How easy would it be if all consumer-posted comments online could fall into simple categories, positive and negative? If they were this black and white, social analytics software companies would not have the difficult task of reading into all of the grey areas of consumer sentiment. The truth is, however, there is a wide range of consumer sentiment that puts even the most sophisticated natural language processing technologies to the test.
According to Catherine van Zuylen, VP of products at the social analytics sofware vendor Attensity, there are seven main difficult comment-analysis problems.
First, there is the false negative which include words such as “crying” or “crap” which would imply negativity. However, when a consumer uses these words in phrases such as “crying with joy” or “Holy crap!” the software can be fooled.
What about a compound sentiment? These mixed comments such as “I love the style, but I hate the color options of these work shorts” can leave analytics software stumped. Likewise, a conditional sentiment such as, “The service was sub-par, but I got a great deal” can be equally as difficult to read.
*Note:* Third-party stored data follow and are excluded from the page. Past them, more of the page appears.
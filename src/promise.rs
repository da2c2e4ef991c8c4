//! The promise object backing one bridged call.
//!
//! A [`Promise`] owns the channel and execution context for the duration
//! of one invocation of consumer code on behalf of the producer runtime.
//! It translates returned values into channel sends, unhandled failures
//! into terminal errors (through a pluggable classifier), and stream
//! yields into backpressure-aware [`StreamAwaiter`]s.

use crate::awaiter::{Awaiter, StreamAwaiter};
use crate::error::Result;
use crate::execlet::Execlet;
use crate::status::{FutureResult, PollStatus};
use crate::vtable::{Channel, FutureBinding};
use std::any::Any;
use std::fmt;
use std::panic::{self, AssertUnwindSafe};
use std::sync::Arc;

/// Reduces an unhandled failure to a message string for the wire.
///
/// Injected at construction time; [`classify_panic`] is the default.
pub type Classifier = fn(&(dyn Any + Send)) -> String;

/// Default failure classification: the panic payload's text when it has
/// any, a fixed description otherwise.
pub fn classify_panic(payload: &(dyn Any + Send)) -> String {
    if let Some(message) = payload.downcast_ref::<&str>() {
        (*message).to_owned()
    } else if let Some(message) = payload.downcast_ref::<String>() {
        message.clone()
    } else {
        "unhandled panic in bridged call".to_owned()
    }
}

/// Owns the channel and execlet for one bridged call.
///
/// Entry and exit never suspend: the call begins executing immediately
/// and, upon its natural return, has already delivered its result
/// through the channel.
pub struct Promise<B: FutureBinding> {
    execlet: Arc<Execlet>,
    sender: Arc<B::Sender>,
    classifier: Classifier,
}

impl<B: FutureBinding> Promise<B> {
    /// Create the channel bound to a fresh execution context and hand
    /// back the future half as the invocation's return object.
    pub fn new() -> (Self, B::Future) {
        Self::with_classifier(classify_panic)
    }

    /// Like [`new`](Self::new) with a custom failure classifier.
    pub fn with_classifier(classifier: Classifier) -> (Self, B::Future) {
        let execlet = Execlet::new();
        let Channel { future, sender } = (B::VTABLE.channel)(Arc::clone(&execlet));
        (
            Promise {
                execlet,
                sender: Arc::new(sender),
                classifier,
            },
            future,
        )
    }

    /// Complete with a value.
    pub fn return_value(&self, value: B::Yield) {
        let mut slot = Some(FutureResult::Value(value));
        let _ = (B::VTABLE.sender_send)(&self.sender, PollStatus::Complete, &mut slot, None);
    }

    /// Complete with no payload: the end of a stream, or a unit call.
    pub fn return_unit(&self) {
        let mut slot = None;
        let _ = (B::VTABLE.sender_send)(&self.sender, PollStatus::Complete, &mut slot, None);
    }

    /// Complete with an error message.
    pub fn fail<S: Into<String>>(&self, message: S) {
        let mut slot = Some(FutureResult::Error(message.into()));
        let _ = (B::VTABLE.sender_send)(&self.sender, PollStatus::Error, &mut slot, None);
    }

    /// Route an unhandled failure (a caught panic payload) through the
    /// classifier and complete with the resulting message.
    pub fn unhandled_failure(&self, payload: Box<dyn Any + Send>) {
        self.fail((self.classifier)(payload.as_ref()));
    }

    /// Yield one stream value. The returned awaiter drives the
    /// backpressure-aware send at the producer's next suspension point.
    pub fn yield_value(&self, value: B::Yield) -> StreamAwaiter<B> {
        StreamAwaiter::new(Arc::clone(&self.sender), value)
    }

    /// The execution context owned by this call, for integrations that
    /// marshal continuation work onto the polling side.
    pub fn execlet(&self) -> &Arc<Execlet> {
        &self.execlet
    }

    /// Intercept what is awaited at a suspension point. The default
    /// implementations pass [`Awaiter`] and [`StreamAwaiter`] through
    /// unchanged; downstream integrations implement [`Transform`] for
    /// their own awaitable types.
    pub fn transform<A: Transform<B>>(&self, awaitable: A) -> A::Output {
        awaitable.transform(self)
    }

    /// Run consumer code to completion on behalf of the producer
    /// runtime, delivering its outcome through the channel: a returned
    /// value completes, a returned error fails with its message, and a
    /// panic is classified and fails.
    pub fn invoke<F>(f: F) -> B::Future
    where
        F: FnOnce(&Promise<B>) -> Result<B::Yield>,
    {
        let (promise, future) = Promise::new();
        match panic::catch_unwind(AssertUnwindSafe(|| f(&promise))) {
            Ok(Ok(value)) => promise.return_value(value),
            Ok(Err(error)) => promise.fail(error.into_message()),
            Err(payload) => promise.unhandled_failure(payload),
        }
        future
    }
}

impl<B: FutureBinding> fmt::Debug for Promise<B> {
    fn fmt(&self, f: &mut fmt::Formatter<'_>) -> fmt::Result {
        f.debug_struct("Promise")
            .field("execlet", &self.execlet)
            .finish()
    }
}

/// The bridge's one deliberate customization seam: what `transform`
/// does to an awaitable before the suspension point sees it.
pub trait Transform<B: FutureBinding>: Sized {
    /// What the suspension point actually awaits.
    type Output;
    /// Transform the awaitable in the context of the owning promise.
    fn transform(self, promise: &Promise<B>) -> Self::Output;
}

impl<B: FutureBinding> Transform<B> for Awaiter<B> {
    type Output = Awaiter<B>;

    fn transform(self, _promise: &Promise<B>) -> Self::Output {
        self
    }
}

impl<B: FutureBinding> Transform<B> for StreamAwaiter<B> {
    type Output = StreamAwaiter<B>;

    fn transform(self, _promise: &Promise<B>) -> Self::Output {
        self
    }
}
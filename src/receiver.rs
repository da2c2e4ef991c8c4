//! The consumer's view of a single bridged future.

use crate::coroutine::{self, SuspendedCoroutine};
use crate::error::{Error, Result};
use crate::status::{FutureResult, PollStatus, WakeStatus};
use crate::vtable::FutureBinding;
use parking_lot::Mutex;
use std::fmt;
use std::sync::Arc;

/// Owns one future handle together with its poll status and result slot.
///
/// The mutex serializes concurrent wake attempts: at most one poll is in
/// flight, and the status transitions `Pending -> {Complete | Error}`
/// exactly once. Every wake after a terminal status is a `Dead` no-op.
pub struct FutureReceiver<B: FutureBinding> {
    state: Mutex<ReceiverState<B>>,
}

struct ReceiverState<B: FutureBinding> {
    future: B::Future,
    result: Option<FutureResult<B::Yield>>,
    status: PollStatus,
}

impl<B: FutureBinding> FutureReceiver<B> {
    /// Take ownership of a future handle, starting `Pending`.
    pub fn new(future: B::Future) -> Self {
        FutureReceiver {
            state: Mutex::new(ReceiverState {
                future,
                result: None,
                status: PollStatus::Pending,
            }),
        }
    }

    /// Drive one poll. Consumes the passed-in coroutine reference.
    ///
    /// Safe to call concurrently from multiple wake callbacks; the
    /// terminal check and the status store happen under one lock, so
    /// exactly one caller observes the terminal transition.
    pub fn wake(&self, coroutine: Arc<SuspendedCoroutine>) -> WakeStatus {
        let mut state = self.state.lock();
        if state.status != PollStatus::Pending {
            // Already resolved before this wake arrived; release the
            // reference and report the no-op.
            drop(coroutine);
            return WakeStatus::Dead;
        }
        let waker = coroutine::waker(coroutine);
        let status = {
            let ReceiverState { future, result, .. } = &mut *state;
            (B::VTABLE.future_poll)(future, result, &waker)
        };
        state.status = status;
        status.into()
    }

    /// Consume the terminal value or error.
    ///
    /// Valid only after a terminal wake; calling on a still-pending
    /// receiver is a protocol violation and panics.
    pub fn take_result(&self) -> Result<B::Yield> {
        let mut state = self.state.lock();
        match state.status {
            PollStatus::Complete => match state.result.take() {
                Some(FutureResult::Value(value)) => Ok(value),
                Some(FutureResult::Error(_)) => {
                    panic!("error payload stored under Complete status")
                }
                None => panic!("completion carried no value, or result already taken"),
            },
            PollStatus::Error => match state.result.take() {
                Some(FutureResult::Error(message)) => Err(Error::failed(message)),
                _ => panic!("Error status without an error message"),
            },
            PollStatus::Pending | PollStatus::Running => {
                panic!("result taken before the future resolved")
            }
        }
    }
}

impl<B: FutureBinding> fmt::Debug for FutureReceiver<B> {
    fn fmt(&self, f: &mut fmt::Formatter<'_>) -> fmt::Result {
        f.debug_struct("FutureReceiver")
            .field("status", &self.state.lock().status)
            .finish()
    }
}

#[cfg(test)]
mod tests {
    use super::*;
    use crate::channel::Bridged;
    use crate::coroutine::FnContinuation;
    use crate::execlet::Execlet;
    use crate::vtable::Channel;

    type B = Bridged<i32>;

    fn noop_coroutine() -> Arc<SuspendedCoroutine> {
        SuspendedCoroutine::new(
            FnContinuation::new(|| {}),
            Box::new(|_| WakeStatus::Dead),
        )
    }

    #[test]
    fn test_first_wake_completes_then_dead() {
        let Channel { future, sender } = (B::VTABLE.channel)(Execlet::new());
        let receiver = FutureReceiver::<B>::new(future);

        let mut slot = Some(FutureResult::Value(42));
        (B::VTABLE.sender_send)(&sender, PollStatus::Complete, &mut slot, None);

        assert_eq!(receiver.wake(noop_coroutine()), WakeStatus::Complete);
        assert_eq!(receiver.take_result().unwrap(), 42);
        assert_eq!(receiver.wake(noop_coroutine()), WakeStatus::Dead);
    }

    #[test]
    fn test_pending_wake_registers_then_resolves() {
        let Channel { future, sender } = (B::VTABLE.channel)(Execlet::new());
        let receiver = FutureReceiver::<B>::new(future);

        assert_eq!(receiver.wake(noop_coroutine()), WakeStatus::Pending);

        let mut slot = Some(FutureResult::Value(7));
        (B::VTABLE.sender_send)(&sender, PollStatus::Complete, &mut slot, None);

        assert_eq!(receiver.wake(noop_coroutine()), WakeStatus::Complete);
        assert_eq!(receiver.take_result().unwrap(), 7);
    }

    #[test]
    fn test_error_surfaces_as_recoverable() {
        let Channel { future, sender } = (B::VTABLE.channel)(Execlet::new());
        let receiver = FutureReceiver::<B>::new(future);

        let mut slot = Some(FutureResult::Error("boom".to_owned()));
        (B::VTABLE.sender_send)(&sender, PollStatus::Error, &mut slot, None);

        assert_eq!(receiver.wake(noop_coroutine()), WakeStatus::Error);
        let error = receiver.take_result().unwrap_err();
        assert_eq!(error.message(), "boom");
    }

    #[test]
    #[should_panic(expected = "before the future resolved")]
    fn test_take_result_while_pending_panics() {
        let Channel { future, .. } = (B::VTABLE.channel)(Execlet::new());
        let receiver = FutureReceiver::<B>::new(future);
        let _ = receiver.take_result();
    }

    #[test]
    fn test_exactly_one_terminal_observation_under_contention() {
        use std::sync::atomic::{AtomicUsize, Ordering};

        let Channel { future, sender } = (B::VTABLE.channel)(Execlet::new());
        let receiver = Arc::new(FutureReceiver::<B>::new(future));

        let mut slot = Some(FutureResult::Value(1));
        (B::VTABLE.sender_send)(&sender, PollStatus::Complete, &mut slot, None);

        let terminal = Arc::new(AtomicUsize::new(0));
        let handles: Vec<_> = (0..8)
            .map(|_| {
                let receiver = Arc::clone(&receiver);
                let terminal = Arc::clone(&terminal);
                std::thread::spawn(move || {
                    let status = receiver.wake(SuspendedCoroutine::new(
                        FnContinuation::new(|| {}),
                        Box::new(|_| WakeStatus::Dead),
                    ));
                    if status.is_done() {
                        terminal.fetch_add(1, Ordering::SeqCst);
                    }
                })
            })
            .collect();
        for handle in handles {
            handle.join().unwrap();
        }

        assert_eq!(terminal.load(Ordering::SeqCst), 1);
        assert_eq!(receiver.take_result().unwrap(), 1);
    }
}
There are scoring sentiments which leave vendors with the difficult task of determining how positive a sentiment is. How much better is “I really like it” than “I like it”? How does “I love it” measure up?
Sentiment modifiers like emoticons can often trick software as they can be used to enhance positive or negative comments or, in some cases, they can imply sarcasm.
Another challenge are sentiments that come from other countries and different cultures. People from different cultures are likely to comment differently or even use different emoticons, which can make reading already complicated comments even more difficult.
Advanced software systems can be designed to work through these types of problems, but no system can ever achieve perfection at this time. That being said, it is best to focus our efforts on analyzing and reacting to clear-cut sentiments.